いつの時代にも、親兄弟、友人、知り合いにお金を用立てる事がある。そして、きちんと返済をしてもらうこともあれば、残念ながら返済が滞り、しまいには貸したお金を返してもらえなくなると言うこともある。日本においてもあることだし、アメリカにおいてもありえることである。その場合に、税務上はどのようにするか。
一般的には2種類の不良債権がある。事業を行っていて発生する不良債権と、事業ではなく一般の生活をしていて発生する不良債権である。事業を行っている場合にはスケジュールCでその損失を計上することになる。

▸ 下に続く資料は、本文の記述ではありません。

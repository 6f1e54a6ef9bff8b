//! MediTrack
//!
//! Main entry point: serve the HTTP API or classify a single reading.

use std::sync::Arc;

use actix_web::{web, App, HttpServer};
use anyhow::{Context, Result};
use clap::{Parser, Subcommand};
use tracing::info;
use tracing_actix_web::TracingLogger;
use tracing_subscriber::EnvFilter;

use meditrack::api::{self, AppState};
use meditrack::config::{self, Config};
use meditrack::core::{HealthLogService, VitalStatusEvaluator};
use meditrack::db::InMemoryHealthLogStore;
use meditrack::models::{VitalType, VitalValue};
use meditrack::notifications::InMemoryDispatcher;

#[derive(Parser)]
#[command(name = "meditrack", about = "MediTrack vital-sign status service")]
struct Cli {
    #[command(subcommand)]
    command: Commands,
}

#[derive(Subcommand)]
enum Commands {
    /// Run the HTTP API
    Serve,
    /// Classify one reading, e.g. `classify blood_pressure 145/95`
    Classify { vital_type: VitalType, value: String },
}

#[actix_web::main]
async fn main() -> Result<()> {
    dotenv::dotenv().ok();
    let cli = Cli::parse();

    match cli.command {
        Commands::Classify { vital_type, value } => {
            // Without a config/ directory, classify against the built-in thresholds.
            let config = config::load_config_if_present().context("failed to load configuration")?;
            init_tracing(config.as_ref().map_or(false, |c| c.log.json));

            let evaluator = match &config {
                Some(config) => evaluator_from(config),
                None => VitalStatusEvaluator::default(),
            };
            let evaluation = evaluator.assess(vital_type, &VitalValue::from(value.as_str()))?;
            println!(
                "{} {} -> {} (alertable: {})",
                vital_type, value, evaluation.status, evaluation.alertable
            );
        }
        Commands::Serve => {
            let config = config::load_config().context("failed to load configuration")?;
            init_tracing(config.log.json);
            let evaluator = evaluator_from(&config);
            serve(config, evaluator).await?;
        }
    }

    Ok(())
}

fn evaluator_from(config: &Config) -> VitalStatusEvaluator {
    VitalStatusEvaluator::new(Arc::new(config.thresholds.clone()))
        .with_missing_as_normal(config.evaluator.missing_as_normal)
}

fn init_tracing(json: bool) {
    let filter = EnvFilter::try_from_default_env().unwrap_or_else(|_| EnvFilter::new("info"));
    let subscriber = tracing_subscriber::fmt().with_env_filter(filter);
    if json {
        subscriber.json().init();
    } else {
        subscriber.init();
    }
}

async fn serve(config: Config, evaluator: VitalStatusEvaluator) -> Result<()> {
    let health_logs = HealthLogService::new(
        evaluator,
        Arc::new(InMemoryHealthLogStore::new()),
        Arc::new(InMemoryDispatcher::new()),
    );
    let state = web::Data::new(AppState::new(health_logs));

    info!(host = %config.server.host, port = config.server.port, "starting MediTrack API");

    HttpServer::new(move || {
        App::new()
            .app_data(state.clone())
            .wrap(TracingLogger::default())
            .configure(api::configure)
    })
    .bind((config.server.host.as_str(), config.server.port))
    .context("failed to bind server address")?
    .run()
    .await
    .context("server terminated")
}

ここでは個人の一般の生活をしていて発生する不良債権を考えてみる。これは個人の生活で発生する。例えば兄弟が不動産を購入する時に、何とかその資金の一部を貸してあげると言うこともあろう。しかしながら、昨今の景気後退で給料が激減して、生活を維持していくのが精一杯になることもあろう。そうこうしているうちに、会社が倒産したり、本人が病気になったりして、借りているお金を返せなくなってしまうという状況もありえる。

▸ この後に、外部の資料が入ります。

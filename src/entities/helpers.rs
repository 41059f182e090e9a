//! Identity, availability and change tracking shared by every entity.

use super::{EntityState, StateListener};
use crate::device_info::DeviceInfo;
use parking_lot::RwLock;
use std::sync::atomic::{AtomicBool, AtomicU32, Ordering};

/// Shared building block for entity adapters.
///
/// Holds the availability flag and a version counter that is bumped whenever
/// the entity's visible state changes. If a listener is registered it is
/// called with the new state right away.
pub struct EntityCore {
    unique_id: String,
    name: String,
    device_info: DeviceInfo,
    available: AtomicBool,
    version: AtomicU32,
    listener: RwLock<Option<StateListener>>,
}

impl EntityCore {
    /// New entities start out available with unknown state.
    pub fn new(unique_id: String, name: String, device_info: DeviceInfo) -> Self {
        Self {
            unique_id,
            name,
            device_info,
            available: AtomicBool::new(true),
            version: AtomicU32::new(0),
            listener: RwLock::new(None),
        }
    }

    pub fn unique_id(&self) -> &str {
        &self.unique_id
    }

    pub fn name(&self) -> &str {
        &self.name
    }

    pub fn device_info(&self) -> &DeviceInfo {
        &self.device_info
    }

    pub fn available(&self) -> bool {
        self.available.load(Ordering::SeqCst)
    }

    /// Set availability, returning whether it changed.
    pub fn set_available(&self, available: bool) -> bool {
        self.available.swap(available, Ordering::SeqCst) != available
    }

    pub fn version(&self) -> u32 {
        self.version.load(Ordering::SeqCst)
    }

    pub fn set_listener(&self, listener: StateListener) {
        *self.listener.write() = Some(listener);
    }

    /// Bump the version and notify the listener if `changed`.
    pub fn publish(&self, changed: bool, state: impl FnOnce() -> EntityState) {
        if !changed {
            return;
        }
        self.version.fetch_add(1, Ordering::SeqCst);
        let listener = self.listener.read().clone();
        if let Some(listener) = listener {
            listener(&self.unique_id, &state());
        }
    }
}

貸した方からすれば、しばらく様子を見てあげて何とか返済をしてもらえるならば良い。借りた人はせっかくの家が金融機関に取り上げられて、とてもではないがお金を返したくても返せないという状況にもなる。
この場合は、貸した人からすればスケジュールDに、短期のキャピタルロスとして入れることになる。実際には数年にわたり、時間の経過があったことであっても、短期としてしまう。しかしながら、何でも不良債権として落とせるかと言うことになれば、必ずしもそうではない。
きちんとした金銭消費貸借契約書に基づく、貸し借りであり、返済を要求しているものでなければならない。そして、その返済がどうしても不可能で、完全に不良債権化したということをIRSに対して説明できなければならない。

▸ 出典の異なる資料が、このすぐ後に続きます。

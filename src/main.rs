use blackbird_bridge::config::{Config, DeviceConfig, load_dotenv};
use blackbird_bridge::device_lock::DeviceLock;
use blackbird_bridge::entities::{EntityState, StateListener};
use blackbird_bridge::integration::{EntryRegistry, poll_once, spawn_poller};
use blackbird_bridge::transport::{Connector, MemoryConnector, MemoryTransport, TcpConnector};
use clap::Parser;
use log::{error, info, warn};
use std::path::PathBuf;
use std::sync::Arc;
use tokio::signal;
use tokio::task::JoinHandle;
use tokio::time::{Duration, interval};
use tokio_util::sync::CancellationToken;

#[derive(Parser)]
#[command(name = "blackbird-bridge")]
#[command(about = "Expose Monoprice Blackbird HDMI matrices as switch and select entities")]
struct Cli {
    /// JSON configuration file
    #[arg(long, env = "BLACKBIRD_CONFIG")]
    config: Option<PathBuf>,

    /// Matrix host, added to the configured devices
    #[arg(long)]
    host: Option<String>,

    /// Port for --host
    #[arg(long, default_value_t = blackbird_bridge::device_info::DEFAULT_PORT)]
    port: u16,

    /// Seconds between polls, overrides the config file
    #[arg(long)]
    poll_interval: Option<u64>,

    /// Talk to an in-memory simulated matrix instead of the network
    #[arg(long)]
    simulate: bool,
}

fn init_logger() {
    env_logger::Builder::from_env(env_logger::Env::default().default_filter_or("info"))
        .format_timestamp_millis()
        .init();
}

fn log_state_change() -> StateListener {
    Arc::new(|unique_id: &str, state: &EntityState| match state {
        EntityState::Switch { available, is_on } => {
            info!(
                "[Entity] {} available={} is_on={:?}",
                unique_id, available, is_on
            );
        }
        EntityState::Select {
            available,
            current_option,
            ..
        } => {
            info!(
                "[Entity] {} available={} current_option={:?}",
                unique_id, available, current_option
            );
        }
    })
}

/// Walk output 1 through the inputs so state changes show up in the log.
fn run_route_simulation(matrix: Arc<MemoryTransport>, cancel: CancellationToken) -> JoinHandle<()> {
    tokio::spawn(async move {
        let mut interval = interval(Duration::from_secs(45));
        let mut input = 1u8;
        loop {
            tokio::select! {
                _ = cancel.cancelled() => break,
                _ = interval.tick() => {}
            }
            input = input % 8 + 1;
            matrix.set_route(1, input);
            info!("[Sim] Output 1 switched to input {}", input);
        }
    })
}

fn main() {
    // Before the runtime spawns any worker threads.
    load_dotenv();
    let cli = Cli::parse();
    init_logger();

    let runtime = match tokio::runtime::Builder::new_multi_thread()
        .enable_all()
        .build()
    {
        Ok(runtime) => runtime,
        Err(e) => {
            error!("Failed to start async runtime: {}", e);
            std::process::exit(1);
        }
    };
    runtime.block_on(run(cli));
}

async fn run(cli: Cli) {
    info!("Starting Blackbird Bridge");

    let mut config = match Config::load(cli.config.as_deref()) {
        Ok(config) => config,
        Err(e) => {
            error!("Failed to load configuration: {}", e);
            std::process::exit(1);
        }
    };
    if let Some(host) = &cli.host
        && !config.devices.iter().any(|d| &d.host == host)
    {
        config.devices.push(DeviceConfig::new(host, cli.port));
    }
    if let Some(secs) = cli.poll_interval {
        config.bridge.poll_interval_secs = secs;
    }
    for duplicate in config.dedup_devices() {
        warn!("Device {} is listed more than once; using the first entry", duplicate);
    }
    if config.devices.is_empty() {
        error!("No devices configured; pass --host or --config");
        std::process::exit(1);
    }

    info!("Configuration loaded:");
    info!("  Poll interval: {:?}", config.bridge.poll_interval());
    info!("  Timeout: {:?}", config.bridge.timeout());
    for device in &config.devices {
        info!("  Device: {}:{}", device.host, device.port);
    }

    let cancel = CancellationToken::new();
    let mut tasks: Vec<JoinHandle<()>> = Vec::new();

    let connector: Arc<dyn Connector> = if cli.simulate {
        info!("Simulation mode: using an in-memory matrix");
        let matrix = Arc::new(MemoryTransport::new());
        tasks.push(run_route_simulation(matrix.clone(), cancel.clone()));
        Arc::new(MemoryConnector::new(matrix))
    } else {
        Arc::new(TcpConnector::new())
    };

    // One process per matrix; held until exit.
    let mut locks = Vec::new();
    if !cli.simulate {
        for device in &config.devices {
            match DeviceLock::acquire(device.host.trim(), device.port) {
                Ok(lock) => locks.push(lock),
                Err(e) => {
                    error!("{}", e);
                    std::process::exit(1);
                }
            }
        }
    }

    let registry = Arc::new(
        EntryRegistry::new(connector, config.bridge.timeout()).with_listener(log_state_change()),
    );

    for device in &config.devices {
        let registry = registry.clone();
        let entry = device.to_entry();
        let backoff = config.bridge.retry_interval();
        let cancel = cancel.clone();
        tasks.push(tokio::spawn(async move {
            match registry.setup_with_retry(entry.clone(), backoff, &cancel).await {
                // Publish initial state without waiting for the next tick.
                Some(loaded) => {
                    poll_once(&loaded).await;
                }
                None if !cancel.is_cancelled() => {
                    warn!("[Setup] Giving up on {}", entry.title);
                }
                None => {}
            }
        }));
    }

    tasks.push(spawn_poller(
        registry.clone(),
        config.bridge.poll_interval(),
        cancel.clone(),
    ));

    info!("Blackbird Bridge is running");
    info!("  - Press Ctrl+C to exit");

    match signal::ctrl_c().await {
        Ok(()) => {
            info!("Received shutdown signal");
        }
        Err(e) => {
            error!("Failed to listen for shutdown signal: {}", e);
        }
    }

    cancel.cancel();
    for task in tasks {
        if let Err(e) = task.await {
            error!("Task failed during shutdown: {}", e);
        }
    }
    registry.unload_all().await;
    drop(locks);

    info!("Blackbird Bridge stopped");
}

なかなか厄介なのは、返済をしてもらうと言う意思表示がなされていなければ、消極的な贈与と見なされてしまうかもしれない。それはお金を返してもらえない上に、贈与と認識されて、アメリカでは贈与する側に課税が発生するから、えらいことになってしまう。
また、贈与ではなくとも、返済できない人が、お金を貸した人から返済を免除された場合には、免除益が発生して所得認識することになる。すると何のことはない、債権者が個人ではなくIRSに変わっただけということにもなりかねない。そして、国に対する債務は最も優先度が高い返済になるので、これも大変なことになる可能性がある。